On the other hand, at the airport, you don’t have the same conditions to take a photo. There is no flash, so shutter speed is slow (causing slight motion in photo), lightning is not uniform, person could have blinked with an eye, mount not closed etc. Those are little things that makes a big difference when it comes to comparing those photos. It is all matter of fine tuning the settings of the gate and software for facial comparison.

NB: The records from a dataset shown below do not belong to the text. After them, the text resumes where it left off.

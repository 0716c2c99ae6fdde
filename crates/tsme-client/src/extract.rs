//! Value extraction from portal pages.
//!
//! The portal has no API for the login token or the meter id; both are
//! scraped from page markup. Callers go through [`Extractor`] so the matcher
//! can be replaced without touching the login or client code.

use regex::Regex;

use crate::error::ClientError;

/// Finds the first capture of a pattern in a text.
pub trait Extractor: std::fmt::Debug + Send + Sync {
    /// First capture group of `pattern` in `text`, or `None` if it does not match.
    ///
    /// # Errors
    ///
    /// Returns `ClientError::Configuration` if the pattern itself is invalid.
    fn find(&self, pattern: &str, text: &str) -> Result<Option<String>, ClientError>;

    /// Like [`Extractor::find`], but a missing match is an error naming `page`.
    ///
    /// # Errors
    ///
    /// Returns `ClientError::Extraction` if the pattern does not match.
    fn extract(&self, pattern: &str, text: &str, page: &str) -> Result<String, ClientError> {
        self.find(pattern, text)?
            .ok_or_else(|| ClientError::Extraction {
                pattern: pattern.to_string(),
                page: page.to_string(),
            })
    }
}

/// [`Extractor`] backed by the `regex` crate.
#[derive(Debug, Default, Clone, Copy)]
pub struct RegexExtractor;

impl Extractor for RegexExtractor {
    fn find(&self, pattern: &str, text: &str) -> Result<Option<String>, ClientError> {
        let re = Regex::new(pattern)
            .map_err(|e| ClientError::Configuration(format!("invalid pattern {pattern}: {e}")))?;
        Ok(re
            .captures(text)
            .and_then(|caps| caps.get(1))
            .map(|m| m.as_str().to_string()))
    }
}

/// Decode the JSON string escapes (`\uXXXX`, `\n`, `\\`, ...) of a captured
/// string-literal fragment.
///
/// # Errors
///
/// Returns `ClientError::Serialization` if `input` is not the body of a
/// valid JSON string.
pub fn unicode_unescape(input: &str) -> Result<String, ClientError> {
    Ok(serde_json::from_str(&format!("\"{input}\""))?)
}

#[cfg(test)]
mod tests {
    use super::*;
    use crate::portal::{CSRF_TOKEN_PATTERN, METER_ID_PATTERN};

    #[test]
    fn finds_csrf_token_in_escaped_markup() {
        let page = r#"<script>var data = "{\u0022csrfToken\u0022\u003A\u0022ab\u002Dcd_12\u0022,\u0022other\u0022\u003A1}";</script>"#;
        let token = RegexExtractor
            .extract(CSRF_TOKEN_PATTERN, page, "je-me-connecte")
            .unwrap();
        assert_eq!(token, r"ab\u002Dcd_12");
        assert_eq!(unicode_unescape(&token).unwrap(), "ab-cd_12");
    }

    #[test]
    fn finds_meter_id() {
        let page = r#"<a href="/mon-compte-en-ligne/statMData/month/123456789">"#;
        let id = RegexExtractor.extract(METER_ID_PATTERN, page, "page").unwrap();
        assert_eq!(id, "123456789");
    }

    #[test]
    fn missing_pattern_is_extraction_error() {
        let err = RegexExtractor
            .extract(METER_ID_PATTERN, "<html></html>", "historique")
            .unwrap_err();
        assert!(matches!(err, ClientError::Extraction { ref page, .. } if page == "historique"));
    }

    #[test]
    fn invalid_pattern_is_configuration_error() {
        assert!(matches!(
            RegexExtractor.find("(", "text"),
            Err(ClientError::Configuration(_))
        ));
    }

    #[test]
    fn unescape_decodes_json_escapes() {
        assert_eq!(unicode_unescape(r"a\u0022b").unwrap(), "a\"b");
        assert_eq!(unicode_unescape(r"caf\u00e9").unwrap(), "café");
        assert_eq!(unicode_unescape(r"\n\t\\").unwrap(), "\n\t\\");
        assert_eq!(unicode_unescape(r"a\/b").unwrap(), "a/b");
        assert_eq!(unicode_unescape(r"\uD83D\uDE00").unwrap(), "😀");
        assert_eq!(unicode_unescape("plain").unwrap(), "plain");
    }

    #[test]
    fn unescape_rejects_malformed_escapes() {
        for input in [r"\q", r"\u12", "end\\", r"\x41"] {
            assert!(
                matches!(unicode_unescape(input), Err(ClientError::Serialization(_))),
                "{input}"
            );
        }
    }
}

Don’t worry, your passport is totally fine.
Bryan
> who’s going to pay for it?
More importantly, who’s gonna replace my travel stamps?
anonymous coward
+1
Jan Boula
The encryption key is used to get to the data. Not that fingerprint is part of the data. Your misunderstanding of the statement, possibly translation, led you to wrong conclusion: “can creep into the encryption key”
Paul Ducklin
I edited that bit for clarity. Thanks for the comment.
Anonymous
Sir hello can i still get oassport even if my fingerprints arent readable?